Write out exactly the lines from the start of the entries through the one that contains "Eq, Serialize, Deserialize)]", including both.

(Dataset records)

=== Begin Enclosure ===

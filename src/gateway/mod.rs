//! Gateway boundary between the copier and the trading venue.
//!
//! Everything venue-specific lives behind [`Gateway`] and
//! [`GatewaySession`]: the copier core only ever sees positions, tickets,
//! and typed failure kinds. Every operation here is single-attempt; the
//! retry policy belongs to the caller.

mod bridge;
mod sim;

pub use bridge::BridgeGateway;
pub use sim::{SimBehavior, SimGateway};

use std::time::Duration;

use async_trait::async_trait;
use rust_decimal::Decimal;
use serde::{Deserialize, Serialize};
use thiserror::Error;

use crate::models::{AccountProfile, Position, Side};

/// Order execution mode, in the venue's wire spelling.
#[derive(Debug, Clone, Copy, PartialEq, Eq, Serialize, Deserialize)]
#[serde(rename_all = "UPPERCASE")]
pub enum FillMode {
    /// Immediate-or-cancel
    Ioc,
    /// Fill-or-kill
    Fok,
    /// Resting order, venue decides the fill
    Return,
}

impl FillMode {
    /// Modes in preference order. Brokers differ in which modes they
    /// accept, so execution starts at the first and falls through on
    /// unsupported-fill rejections.
    pub const PREFERENCE: [FillMode; 3] = [FillMode::Ioc, FillMode::Fok, FillMode::Return];

    pub fn as_str(&self) -> &'static str {
        match self {
            FillMode::Ioc => "IOC",
            FillMode::Fok => "FOK",
            FillMode::Return => "RETURN",
        }
    }

    /// The next mode to try after this one is rejected, if any remain.
    pub fn next(&self) -> Option<FillMode> {
        let idx = Self::PREFERENCE.iter().position(|m| m == self)?;
        Self::PREFERENCE.get(idx + 1).copied()
    }
}

/// Why a gateway operation failed. The copier's retry loop switches on
/// these kinds, so each one encodes a distinct recovery strategy.
#[derive(Debug, Error)]
pub enum GatewayError {
    /// Bridge unreachable, timed out, or spoke garbage
    #[error("transport error: {0}")]
    Transport(String),

    /// The venue refused the login or the session died
    #[error("session error: {0}")]
    Session(String),

    /// Price moved before the order hit the book; a retry reads a fresh
    /// price, so no delay is warranted
    #[error("requote")]
    Requote,

    /// The venue does not accept this execution mode for the instrument
    #[error("fill mode {} not supported", .0.as_str())]
    UnsupportedFill(FillMode),

    /// Any other venue-side refusal
    #[error("rejected: {0}")]
    Rejected(String),
}

impl GatewayError {
    pub fn is_requote(&self) -> bool {
        matches!(self, GatewayError::Requote)
    }

    pub fn unsupported_fill(&self) -> Option<FillMode> {
        match self {
            GatewayError::UnsupportedFill(mode) => Some(*mode),
            _ => None,
        }
    }
}

/// Parameters for opening a position on a replica.
#[derive(Debug, Clone)]
pub struct OpenRequest {
    pub symbol: String,
    pub side: Side,
    pub volume: Decimal,
    /// Zero means no stop-loss
    pub stop_loss: Decimal,
    /// Zero means no take-profit
    pub take_profit: Decimal,
    /// Carries the correlation tag
    pub comment: String,
    pub fill: FillMode,
}

/// Factory for venue sessions, one per configured account endpoint.
///
/// Implementations are shared across the whole run as `Arc<dyn Gateway>`;
/// all per-account state lives in the session.
#[async_trait]
pub trait Gateway: Send + Sync {
    /// Whether this gateway can work at all. Resolved once at startup;
    /// no operation should be attempted against an unavailable gateway.
    fn available(&self) -> bool;

    /// Log in to one account. The session borrows nothing from the
    /// profile and must be disconnected by the caller.
    async fn connect(
        &self,
        profile: &AccountProfile,
        timeout: Duration,
    ) -> Result<Box<dyn GatewaySession>, GatewayError>;
}

/// One logged-in account. Sessions are short-lived: connect, a few
/// operations, disconnect. They are never held across polling cycles.
#[async_trait]
pub trait GatewaySession: Send {
    /// Every currently open market position on the account.
    async fn open_positions(&mut self) -> Result<Vec<Position>, GatewayError>;

    /// Place a market order; returns the venue ticket of the new position.
    async fn open(&mut self, req: &OpenRequest) -> Result<u64, GatewayError>;

    /// Close an open position at market.
    async fn close(&mut self, target: &Position, fill: FillMode) -> Result<(), GatewayError>;

    /// Re-point stop-loss and take-profit on an open position.
    async fn modify(
        &mut self,
        ticket: u64,
        stop_loss: Decimal,
        take_profit: Decimal,
    ) -> Result<(), GatewayError>;

    /// Log out. Failures are swallowed; there is nothing useful a caller
    /// can do about a failed logout.
    async fn disconnect(&mut self);
}

#[cfg(test)]
mod tests {
    use super::*;

    #[test]
    fn test_fill_mode_fallthrough_order() {
        assert_eq!(FillMode::Ioc.next(), Some(FillMode::Fok));
        assert_eq!(FillMode::Fok.next(), Some(FillMode::Return));
        assert_eq!(FillMode::Return.next(), None);
    }

    #[test]
    fn test_fill_mode_wire_spelling() {
        assert_eq!(serde_json::to_string(&FillMode::Ioc).unwrap(), "\"IOC\"");
        assert_eq!(
            serde_json::from_str::<FillMode>("\"RETURN\"").unwrap(),
            FillMode::Return
        );
    }

    #[test]
    fn test_error_kinds() {
        assert!(GatewayError::Requote.is_requote());
        assert!(!GatewayError::Transport("down".into()).is_requote());

        let err = GatewayError::UnsupportedFill(FillMode::Fok);
        assert_eq!(err.unsupported_fill(), Some(FillMode::Fok));
        assert_eq!(err.to_string(), "fill mode FOK not supported");

        assert_eq!(
            GatewayError::Session("bad password".into()).to_string(),
            "session error: bad password"
        );
    }
}
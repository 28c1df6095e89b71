//! Change detection between consecutive master snapshots.

use std::collections::BTreeMap;

use crate::models::{Position, Signal};

/// Tracks the last-seen set of master positions and turns each fresh
/// snapshot into the signals that explain the difference.
///
/// The retained map is the only state in the whole detection pipeline.
/// It is keyed by ticket; `BTreeMap` iteration gives every signal group a
/// deterministic ticket-ascending order.
#[derive(Debug, Default)]
pub struct PositionTracker {
    last_seen: BTreeMap<u64, Position>,
}

impl PositionTracker {
    pub fn new() -> Self {
        Self {
            last_seen: BTreeMap::new(),
        }
    }

    /// Diff a fresh snapshot against the retained one and emit signals:
    /// opens first, then closes, then modifies, each group ticket-ascending.
    ///
    /// The retained snapshot is replaced wholesale afterwards, never
    /// patched, so a signal is emitted exactly once no matter what the
    /// consumer does with it.
    pub fn compute_signals(&mut self, snapshot: Vec<Position>) -> Vec<Signal> {
        let current: BTreeMap<u64, Position> =
            snapshot.into_iter().map(|p| (p.ticket, p)).collect();

        let mut signals = Vec::new();

        for (ticket, pos) in &current {
            if !self.last_seen.contains_key(ticket) {
                signals.push(Signal::Open {
                    ticket: *ticket,
                    symbol: pos.symbol.clone(),
                    side: pos.side,
                    volume: pos.volume,
                    stop_loss: pos.stop_loss,
                    take_profit: pos.take_profit,
                });
            }
        }

        for (ticket, pos) in &self.last_seen {
            if !current.contains_key(ticket) {
                signals.push(Signal::Close {
                    ticket: *ticket,
                    symbol: pos.symbol.clone(),
                });
            }
        }

        for (ticket, pos) in &current {
            if let Some(prev) = self.last_seen.get(ticket) {
                if pos.sl_tp_changed(prev) {
                    signals.push(Signal::Modify {
                        ticket: *ticket,
                        symbol: pos.symbol.clone(),
                        stop_loss: pos.stop_loss,
                        take_profit: pos.take_profit,
                    });
                }
            }
        }

        self.last_seen = current;
        signals
    }

    /// Seed the baseline without emitting signals. Positions already open
    /// when tracking starts are adopted as-is instead of being replayed.
    pub fn prime(&mut self, snapshot: Vec<Position>) {
        self.last_seen = snapshot.into_iter().map(|p| (p.ticket, p)).collect();
    }

    /// Forget the baseline. The next snapshot reports every open master
    /// position as an Open again.
    pub fn reset(&mut self) {
        self.last_seen.clear();
    }

    pub fn len(&self) -> usize {
        self.last_seen.len()
    }

    pub fn is_empty(&self) -> bool {
        self.last_seen.is_empty()
    }
}

#[cfg(test)]
mod tests {
    use super::*;
    use crate::models::{Side, SignalKind};
    use chrono::Utc;
    use rust_decimal::Decimal;
    use rust_decimal_macros::dec;

    fn pos(ticket: u64, symbol: &str, sl: Decimal, tp: Decimal) -> Position {
        Position {
            ticket,
            symbol: symbol.to_string(),
            side: Side::Buy,
            volume: dec!(1.0),
            open_price: dec!(1.1000),
            stop_loss: sl,
            take_profit: tp,
            comment: String::new(),
            open_time: Utc::now(),
        }
    }

    #[test]
    fn test_first_snapshot_emits_opens() {
        let mut tracker = PositionTracker::new();
        let signals = tracker.compute_signals(vec![
            pos(2, "GBPUSD", dec!(0), dec!(0)),
            pos(1, "EURUSD", dec!(1.09), dec!(1.12)),
        ]);

        assert_eq!(signals.len(), 2);
        assert_eq!(signals[0].ticket(), 1);
        assert_eq!(signals[1].ticket(), 2);
        assert!(signals.iter().all(|s| s.kind() == SignalKind::Open));
        assert_eq!(tracker.len(), 2);
    }

    #[test]
    fn test_identical_snapshot_is_a_noop() {
        let mut tracker = PositionTracker::new();
        let snapshot = vec![pos(1, "EURUSD", dec!(1.09), dec!(1.12))];
        tracker.compute_signals(snapshot.clone());

        let signals = tracker.compute_signals(snapshot);
        assert!(signals.is_empty());
    }

    #[test]
    fn test_missing_ticket_emits_close() {
        let mut tracker = PositionTracker::new();
        tracker.compute_signals(vec![
            pos(1, "EURUSD", dec!(0), dec!(0)),
            pos(2, "GBPUSD", dec!(0), dec!(0)),
        ]);

        let signals = tracker.compute_signals(vec![pos(2, "GBPUSD", dec!(0), dec!(0))]);
        assert_eq!(
            signals,
            vec![Signal::Close {
                ticket: 1,
                symbol: "EURUSD".to_string(),
            }]
        );
        assert_eq!(tracker.len(), 1);
    }

    #[test]
    fn test_sl_tp_move_emits_modify_with_new_levels() {
        let mut tracker = PositionTracker::new();
        tracker.compute_signals(vec![pos(1, "EURUSD", dec!(1.0900), dec!(1.1200))]);

        let signals = tracker.compute_signals(vec![pos(1, "EURUSD", dec!(1.0950), dec!(1.1200))]);
        assert_eq!(
            signals,
            vec![Signal::Modify {
                ticket: 1,
                symbol: "EURUSD".to_string(),
                stop_loss: dec!(1.0950),
                take_profit: dec!(1.1200),
            }]
        );
    }

    #[test]
    fn test_jitter_below_tolerance_emits_nothing() {
        let mut tracker = PositionTracker::new();
        tracker.compute_signals(vec![pos(1, "EURUSD", dec!(1.0900), dec!(1.1200))]);

        let signals =
            tracker.compute_signals(vec![pos(1, "EURUSD", dec!(1.0900000004), dec!(1.1200))]);
        assert!(signals.is_empty());
    }

    #[test]
    fn test_volume_change_emits_nothing() {
        let mut tracker = PositionTracker::new();
        tracker.compute_signals(vec![pos(1, "EURUSD", dec!(1.09), dec!(1.12))]);

        let mut shrunk = pos(1, "EURUSD", dec!(1.09), dec!(1.12));
        shrunk.volume = dec!(0.4);
        let signals = tracker.compute_signals(vec![shrunk]);
        assert!(signals.is_empty());
    }

    #[test]
    fn test_mixed_cycle_orders_opens_closes_modifies() {
        let mut tracker = PositionTracker::new();
        tracker.compute_signals(vec![
            pos(10, "EURUSD", dec!(1.09), dec!(1.12)),
            pos(20, "GBPUSD", dec!(1.25), dec!(1.30)),
        ]);

        // 10 closes, 20 moves its SL, 5 and 30 are new
        let signals = tracker.compute_signals(vec![
            pos(30, "USDJPY", dec!(0), dec!(0)),
            pos(20, "GBPUSD", dec!(1.26), dec!(1.30)),
            pos(5, "AUDUSD", dec!(0), dec!(0)),
        ]);

        let kinds: Vec<_> = signals.iter().map(|s| (s.kind(), s.ticket())).collect();
        assert_eq!(
            kinds,
            vec![
                (SignalKind::Open, 5),
                (SignalKind::Open, 30),
                (SignalKind::Close, 10),
                (SignalKind::Modify, 20),
            ]
        );
    }

    #[test]
    fn test_reset_replays_opens() {
        let mut tracker = PositionTracker::new();
        let snapshot = vec![pos(1, "EURUSD", dec!(0), dec!(0))];
        tracker.compute_signals(snapshot.clone());
        assert!(!tracker.is_empty());

        tracker.reset();
        assert!(tracker.is_empty());

        let signals = tracker.compute_signals(snapshot);
        assert_eq!(signals.len(), 1);
        assert_eq!(signals[0].kind(), SignalKind::Open);
    }

    #[test]
    fn test_prime_adopts_without_signals() {
        let mut tracker = PositionTracker::new();
        let snapshot = vec![pos(1, "EURUSD", dec!(0), dec!(0))];
        tracker.prime(snapshot.clone());
        assert_eq!(tracker.len(), 1);

        let signals = tracker.compute_signals(snapshot);
        assert!(signals.is_empty());
    }
}
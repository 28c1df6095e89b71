//! Trade replication: change detection, correlation, and the copy loop.

pub mod correlate;
mod engine;
mod tracker;

pub use engine::{Copier, CopyStats, Replica};
pub use tracker::PositionTracker;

=== End Enclosure ===

### EXPECTED OUTPUT
filename src/gateway/mod.rs
//! Gateway boundary between the copier and the trading venue.
//!
//! Everything venue-specific lives behind [`Gateway`] and
//! [`GatewaySession`]: the copier core only ever sees positions, tickets,
//! and typed failure kinds. Every operation here is single-attempt; the
//! retry policy belongs to the caller.

mod bridge;
mod sim;

pub use bridge::BridgeGateway;
pub use sim::{SimBehavior, SimGateway};

use std::time::Duration;

use async_trait::async_trait;
use rust_decimal::Decimal;
use serde::{Deserialize, Serialize};
use thiserror::Error;

use crate::models::{AccountProfile, Position, Side};

/// Order execution mode, in the venue's wire spelling.
#[derive(Debug, Clone, Copy, PartialEq, Eq, Serialize, Deserialize)]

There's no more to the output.